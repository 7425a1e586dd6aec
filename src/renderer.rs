use crate::document::Document;
use crate::element::{Element, ElementId, ElementKind};
use egui::{Align2, Color32, FontId, Painter, Rect, Stroke, pos2, vec2};

/// Accent used for the selection outline
const SELECTION_COLOR: Color32 = Color32::from_rgb(59, 130, 246);
const HOVER_COLOR: Color32 = Color32::from_rgb(148, 163, 184);

/// Paints the canvas: background, every element with its kind's visual
/// template, and the selection/hover affordances. Purely presentational;
/// all interaction goes through the editor's pointer entry points.
#[derive(Debug, Default)]
pub struct Renderer;

impl Renderer {
    pub fn new() -> Self {
        Self
    }

    pub fn render(
        &self,
        painter: &Painter,
        canvas_rect: Rect,
        document: &Document,
        selected: Option<ElementId>,
        hovered: Option<ElementId>,
    ) {
        painter.rect_filled(canvas_rect, 0.0, Color32::from_gray(250));
        painter.rect_stroke(canvas_rect, 0.0, Stroke::new(1.0, Color32::from_gray(220)));

        if document.is_empty() {
            painter.text(
                canvas_rect.center(),
                Align2::CENTER_CENTER,
                "The canvas is empty. Add elements from the library,\nor start from a template.",
                FontId::proportional(15.0),
                Color32::from_gray(150),
            );
            return;
        }

        // Insertion order is paint order; the last element ends up on top
        for element in document.elements() {
            let rect = element.rect().translate(canvas_rect.min.to_vec2());
            self.paint_element(painter, element, rect);
        }

        for element in document.elements() {
            let rect = element.rect().translate(canvas_rect.min.to_vec2());
            if selected == Some(element.id) {
                painter.rect_stroke(rect.expand(2.0), 2.0, Stroke::new(2.0, SELECTION_COLOR));
            } else if hovered == Some(element.id) {
                painter.rect_stroke(rect.expand(2.0), 2.0, Stroke::new(1.0, HOVER_COLOR));
            }
        }
    }

    fn paint_element(&self, painter: &Painter, element: &Element, rect: Rect) {
        let style = &element.style;
        let text_color = style.color("color").unwrap_or(Color32::BLACK);
        let font_size = style
            .length("fontSize")
            .unwrap_or(match element.kind {
                ElementKind::Heading => 28.0,
                _ => 16.0,
            })
            .max(1.0);
        let rounding = style.length("borderRadius").unwrap_or(0.0);
        let padding = style.length("padding").unwrap_or(8.0);

        match element.kind {
            ElementKind::Text | ElementKind::Heading => {
                if let Some(bg) = style.color("backgroundColor") {
                    painter.rect_filled(rect, rounding, bg);
                }
                painter.text(
                    rect.left_center(),
                    Align2::LEFT_CENTER,
                    element.display_content(),
                    FontId::proportional(font_size),
                    text_color,
                );
            }
            ElementKind::Paragraph => {
                if let Some(bg) = style.color("backgroundColor") {
                    painter.rect_filled(rect, rounding, bg);
                }
                let galley = painter.layout(
                    element.display_content().to_owned(),
                    FontId::proportional(font_size),
                    text_color,
                    rect.width(),
                );
                painter.galley(rect.min, galley, text_color);
            }
            ElementKind::Button => {
                let bg = style
                    .color("backgroundColor")
                    .unwrap_or(Color32::from_rgb(59, 130, 246));
                painter.rect_filled(rect, rounding, bg);
                painter.text(
                    rect.center(),
                    Align2::CENTER_CENTER,
                    element.display_content(),
                    FontId::proportional(font_size),
                    text_color,
                );
            }
            ElementKind::Image => {
                painter.rect_filled(rect, rounding, Color32::from_gray(229));
                painter.rect_stroke(rect, rounding, Stroke::new(1.0, Color32::from_gray(200)));
                painter.text(
                    rect.center() - vec2(0.0, 10.0),
                    Align2::CENTER_CENTER,
                    "🖼",
                    FontId::proportional(24.0),
                    Color32::from_gray(140),
                );
                painter.text(
                    rect.center() + vec2(0.0, 16.0),
                    Align2::CENTER_CENTER,
                    element.display_content(),
                    FontId::proportional(12.0),
                    Color32::from_gray(120),
                );
            }
            ElementKind::Container => {
                if let Some(bg) = style.color("backgroundColor") {
                    painter.rect_filled(rect, rounding, bg);
                }
                painter.rect_stroke(rect, rounding, Stroke::new(1.0, Color32::from_gray(180)));
                painter.text(
                    rect.left_top() + vec2(padding, padding),
                    Align2::LEFT_TOP,
                    element.display_content(),
                    FontId::proportional(12.0),
                    Color32::from_gray(150),
                );
            }
            ElementKind::Card => {
                let bg = style.color("backgroundColor").unwrap_or(Color32::WHITE);
                painter.rect_filled(rect, rounding, bg);
                painter.rect_stroke(rect, rounding, Stroke::new(1.0, Color32::from_gray(210)));
                painter.text(
                    rect.left_top() + vec2(padding, padding),
                    Align2::LEFT_TOP,
                    element.display_content(),
                    FontId::proportional(font_size),
                    text_color,
                );
                painter.text(
                    rect.left_top() + vec2(padding, padding + font_size + 8.0),
                    Align2::LEFT_TOP,
                    "Card body text",
                    FontId::proportional(12.0),
                    Color32::from_gray(130),
                );
            }
            ElementKind::ProductCard => {
                let bg = style.color("backgroundColor").unwrap_or(Color32::WHITE);
                painter.rect_filled(rect, rounding, bg);
                painter.rect_stroke(rect, rounding, Stroke::new(1.0, Color32::from_gray(210)));
                let image_area = Rect::from_min_size(
                    rect.min,
                    vec2(rect.width(), (rect.height() * 0.55).max(0.0)),
                );
                painter.rect_filled(image_area, rounding, Color32::from_gray(235));
                painter.text(
                    pos2(rect.min.x + padding, image_area.max.y + padding),
                    Align2::LEFT_TOP,
                    element.display_content(),
                    FontId::proportional(font_size),
                    text_color,
                );
                painter.text(
                    pos2(rect.min.x + padding, image_area.max.y + padding + font_size + 6.0),
                    Align2::LEFT_TOP,
                    "$49.00",
                    FontId::proportional(13.0),
                    Color32::from_gray(100),
                );
            }
            ElementKind::ContactForm => {
                let bg = style.color("backgroundColor").unwrap_or(Color32::WHITE);
                painter.rect_filled(rect, rounding, bg);
                painter.rect_stroke(rect, rounding, Stroke::new(1.0, Color32::from_gray(210)));
                painter.text(
                    rect.left_top() + vec2(padding, padding),
                    Align2::LEFT_TOP,
                    element.display_content(),
                    FontId::proportional(font_size),
                    text_color,
                );
                let field_width = (rect.width() - padding * 2.0).max(0.0);
                let mut y = rect.min.y + padding + font_size + 10.0;
                for _ in 0..3 {
                    let field =
                        Rect::from_min_size(pos2(rect.min.x + padding, y), vec2(field_width, 26.0));
                    if field.max.y > rect.max.y {
                        break;
                    }
                    painter.rect_filled(field, 4.0, Color32::from_gray(243));
                    painter.rect_stroke(field, 4.0, Stroke::new(1.0, Color32::from_gray(220)));
                    y += 34.0;
                }
                let submit = Rect::from_min_size(
                    pos2(rect.min.x + padding, y),
                    vec2(90.0_f32.min(field_width), 28.0),
                );
                if submit.max.y <= rect.max.y {
                    painter.rect_filled(submit, 4.0, Color32::from_rgb(59, 130, 246));
                    painter.text(
                        submit.center(),
                        Align2::CENTER_CENTER,
                        "Send",
                        FontId::proportional(13.0),
                        Color32::WHITE,
                    );
                }
            }
        }
    }
}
----------------------------------------
Exercise aim
Across the whole listing above, find every line with the string "match" and copy it.

Your response
            .unwrap_or(match element.kind {
        match element.kind {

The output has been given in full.